**THE DATA**
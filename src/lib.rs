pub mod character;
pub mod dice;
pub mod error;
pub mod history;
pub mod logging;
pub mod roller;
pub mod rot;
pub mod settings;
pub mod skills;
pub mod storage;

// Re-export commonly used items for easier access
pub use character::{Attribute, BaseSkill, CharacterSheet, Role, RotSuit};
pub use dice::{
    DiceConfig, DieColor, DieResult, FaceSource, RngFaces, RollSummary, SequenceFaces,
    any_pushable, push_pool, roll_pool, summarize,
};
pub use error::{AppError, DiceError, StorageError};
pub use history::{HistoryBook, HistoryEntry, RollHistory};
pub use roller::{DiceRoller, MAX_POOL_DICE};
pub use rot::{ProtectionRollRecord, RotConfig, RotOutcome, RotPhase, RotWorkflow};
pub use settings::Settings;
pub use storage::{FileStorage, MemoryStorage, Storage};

**ACTIVITY**
Word for word, restate each of the records above.

**WRITTEN REPLY**
filename src/lib.rs
pub mod character;
pub mod dice;
pub mod error;
pub mod history;
pub mod logging;
pub mod roller;
pub mod rot;
pub mod settings;
pub mod skills;
pub mod storage;

// Re-export commonly used items for easier access
pub use character::{Attribute, BaseSkill, CharacterSheet, Role, RotSuit};
pub use dice::{
    DiceConfig, DieColor, DieResult, FaceSource, RngFaces, RollSummary, SequenceFaces,
    any_pushable, push_pool, roll_pool, summarize,
};
pub use error::{AppError, DiceError, StorageError};
pub use history::{HistoryBook, HistoryEntry, RollHistory};
pub use roller::{DiceRoller, MAX_POOL_DICE};
pub use rot::{ProtectionRollRecord, RotConfig, RotOutcome, RotPhase, RotWorkflow};
pub use settings::Settings;
pub use storage::{FileStorage, MemoryStorage, Storage};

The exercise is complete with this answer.